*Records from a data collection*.
::::

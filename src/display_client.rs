// src/display_client.rs
// Read-only public display client: polls the server's public view of one
// game and renders the live ball board on a second screen.

use std::error::Error;
use std::io::{Write, stdout};
use std::time::Duration;

use clap::Parser;
use crossterm::{
    cursor::MoveTo,
    execute,
    terminal::{Clear, ClearType},
};
use serde::Deserialize;
use tokio::time::sleep;

use bingo_hall::config::DisplayConfig;
use bingo_hall::defs::{Letter, NUMBERS_PER_LETTER, TOTALBALLS};

#[derive(Parser)]
#[command(name = "bingo-display", about = "Public second-screen display for a running game")]
struct Args {
    /// Id of the game to display
    #[arg(long)]
    game: String,

    /// Server base URL (overrides the config file)
    #[arg(long)]
    server: Option<String>,

    /// Seconds between refreshes (overrides the config file)
    #[arg(long)]
    refresh: Option<u64>,
}

// Public view document as served by the API
#[derive(Debug, Deserialize)]
#[serde(rename_all = "camelCase")]
struct PublicView {
    game_number: u32,
    event_name: String,
    pattern_name: String,
    pattern_description: String,
    prize: String,
    status: String,
    drawn_balls: Vec<String>,
    last_ball: Option<String>,
    balls_drawn: usize,
    elapsed_seconds: i64,
}

#[tokio::main]
async fn main() -> Result<(), Box<dyn Error>> {
    let args = Args::parse();
    let mut config = DisplayConfig::load_or_default();
    if let Some(refresh) = args.refresh {
        config.refresh_interval = refresh;
    }
    let server_url = args.server.unwrap_or_else(|| config.server_url());

    println!("Bingo Public Display");
    print!("Connecting to server at {server_url}...");

    let client = reqwest::Client::builder()
        .timeout(Duration::from_secs(config.timeout))
        .build()?;

    // Fail fast on an unknown game or unreachable server
    match fetch_view(&client, &server_url, &args.game).await {
        Ok(_) => println!("Ok. ✓"),
        Err(e) => {
            eprintln!("Error. ✗ Failed to reach game: {e}");
            eprintln!("Make sure the bingo server is running on {server_url}");
            return Err(e);
        }
    }

    loop {
        let view = match fetch_view(&client, &server_url, &args.game).await {
            Ok(view) => view,
            Err(e) => {
                eprintln!("Failed to refresh public view: {e}");
                sleep(Duration::from_secs(config.refresh_interval)).await;
                continue;
            }
        };

        render(&view)?;

        if view.status == "completed" {
            println!("\nGame over. Thanks for playing!");
            break;
        }
        sleep(Duration::from_secs(config.refresh_interval)).await;
    }

    Ok(())
}

async fn fetch_view(
    client: &reqwest::Client,
    server_url: &str,
    game_id: &str,
) -> Result<PublicView, Box<dyn Error>> {
    let url = format!("{server_url}/games/{game_id}/public");
    let response = client.get(&url).send().await?;

    if response.status().is_success() {
        Ok(response.json().await?)
    } else {
        Err(format!("server returned status {}", response.status()).into())
    }
}

fn render(view: &PublicView) -> Result<(), Box<dyn Error>> {
    let mut out = stdout();
    execute!(out, Clear(ClearType::All), MoveTo(0, 0))?;

    println!("{} — Game #{}", view.event_name, view.game_number);
    println!("Pattern: {} ({})", view.pattern_name, view.pattern_description);
    println!("Prize: {}    Status: {}    Time: {}", view.prize, view.status, format_time(view.elapsed_seconds));
    println!();

    match &view.last_ball {
        Some(ball) => println!("  >>> {ball} <<<"),
        None => println!("  >>> waiting for first ball <<<"),
    }
    println!("  {} of {} balls drawn", view.balls_drawn, TOTALBALLS);
    println!();

    // One column per letter; drawn numbers are bracketed.
    for letter in Letter::ALL {
        print!("  {letter} ");
        for number in letter.range() {
            let label = format!("{letter}{number}");
            if view.drawn_balls.contains(&label) {
                print!("[{number:2}]");
            } else {
                print!(" {number:2} ");
            }
        }
        println!();
    }

    // Most recent draws first, like the host's call board
    if !view.drawn_balls.is_empty() {
        let recent: Vec<&String> = view.drawn_balls.iter().rev().take(NUMBERS_PER_LETTER as usize).collect();
        println!();
        print!("  Recent: ");
        for ball in recent {
            print!("{ball} ");
        }
        println!();
    }

    out.flush()?;
    Ok(())
}

// Format elapsed seconds as MM:SS
fn format_time(seconds: i64) -> String {
    let seconds = seconds.max(0);
    format!("{:02}:{:02}", seconds / 60, seconds % 60)
}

::::

*Work task*. Nothing should be left out: return all of the records exactly.

*Answer to this problem*.
filename src/display_client.rs
// src/display_client.rs
// Read-only public display client: polls the server's public view of one
// game and renders the live ball board on a second screen.

use std::error::Error;
use std::io::{Write, stdout};
use std::time::Duration;

use clap::Parser;
use crossterm::{
    cursor::MoveTo,
    execute,
    terminal::{Clear, ClearType},
};
use serde::Deserialize;
use tokio::time::sleep;

use bingo_hall::config::DisplayConfig;
use bingo_hall::defs::{Letter, NUMBERS_PER_LETTER, TOTALBALLS};

#[derive(Parser)]
#[command(name = "bingo-display", about = "Public second-screen display for a running game")]
struct Args {
    /// Id of the game to display
    #[arg(long)]
    game: String,

    /// Server base URL (overrides the config file)
    #[arg(long)]
    server: Option<String>,

    /// Seconds between refreshes (overrides the config file)
    #[arg(long)]
    refresh: Option<u64>,
}

// Public view document as served by the API
#[derive(Debug, Deserialize)]
#[serde(rename_all = "camelCase")]
struct PublicView {
    game_number: u32,
    event_name: String,
    pattern_name: String,
    pattern_description: String,
    prize: String,
    status: String,
    drawn_balls: Vec<String>,
    last_ball: Option<String>,
    balls_drawn: usize,
    elapsed_seconds: i64,
}

#[tokio::main]
async fn main() -> Result<(), Box<dyn Error>> {
    let args = Args::parse();
    let mut config = DisplayConfig::load_or_default();
    if let Some(refresh) = args.refresh {
        config.refresh_interval = refresh;
    }
    let server_url = args.server.unwrap_or_else(|| config.server_url());

    println!("Bingo Public Display");
    print!("Connecting to server at {server_url}...");

    let client = reqwest::Client::builder()
        .timeout(Duration::from_secs(config.timeout))
        .build()?;

    // Fail fast on an unknown game or unreachable server
    match fetch_view(&client, &server_url, &args.game).await {
        Ok(_) => println!("Ok. ✓"),
        Err(e) => {
            eprintln!("Error. ✗ Failed to reach game: {e}");
            eprintln!("Make sure the bingo server is running on {server_url}");
            return Err(e);
        }
    }

    loop {
        let view = match fetch_view(&client, &server_url, &args.game).await {
            Ok(view) => view,
            Err(e) => {
                eprintln!("Failed to refresh public view: {e}");
                sleep(Duration::from_secs(config.refresh_interval)).await;
                continue;
            }
        };

        render(&view)?;

        if view.status == "completed" {
            println!("\nGame over. Thanks for playing!");
            break;
        }
        sleep(Duration::from_secs(config.refresh_interval)).await;
    }

    Ok(())
}

async fn fetch_view(
    client: &reqwest::Client,
    server_url: &str,
    game_id: &str,
) -> Result<PublicView, Box<dyn Error>> {
    let url = format!("{server_url}/games/{game_id}/public");
    let response = client.get(&url).send().await?;

    if response.status().is_success() {
        Ok(response.json().await?)
    } else {
        Err(format!("server returned status {}", response.status()).into())
    }
}

fn render(view: &PublicView) -> Result<(), Box<dyn Error>> {
    let mut out = stdout();
    execute!(out, Clear(ClearType::All), MoveTo(0, 0))?;

    println!("{} — Game #{}", view.event_name, view.game_number);
    println!("Pattern: {} ({})", view.pattern_name, view.pattern_description);
    println!("Prize: {}    Status: {}    Time: {}", view.prize, view.status, format_time(view.elapsed_seconds));
    println!();

    match &view.last_ball {
        Some(ball) => println!("  >>> {ball} <<<"),
        None => println!("  >>> waiting for first ball <<<"),
    }
    println!("  {} of {} balls drawn", view.balls_drawn, TOTALBALLS);
    println!();

    // One column per letter; drawn numbers are bracketed.
    for letter in Letter::ALL {
        print!("  {letter} ");
        for number in letter.range() {
            let label = format!("{letter}{number}");
            if view.drawn_balls.contains(&label) {
                print!("[{number:2}]");
            } else {
                print!(" {number:2} ");
            }
        }
        println!();
    }

    // Most recent draws first, like the host's call board
    if !view.drawn_balls.is_empty() {
        let recent: Vec<&String> = view.drawn_balls.iter().rev().take(NUMBERS_PER_LETTER as usize).collect();
        println!();
        print!("  Recent: ");
        for ball in recent {
            print!("{ball} ");
        }
        println!();
    }

    out.flush()?;
    Ok(())
}

// Format elapsed seconds as MM:SS
fn format_time(seconds: i64) -> String {
    let seconds = seconds.max(0);
    format!("{:02}:{:02}", seconds / 60, seconds % 60)
}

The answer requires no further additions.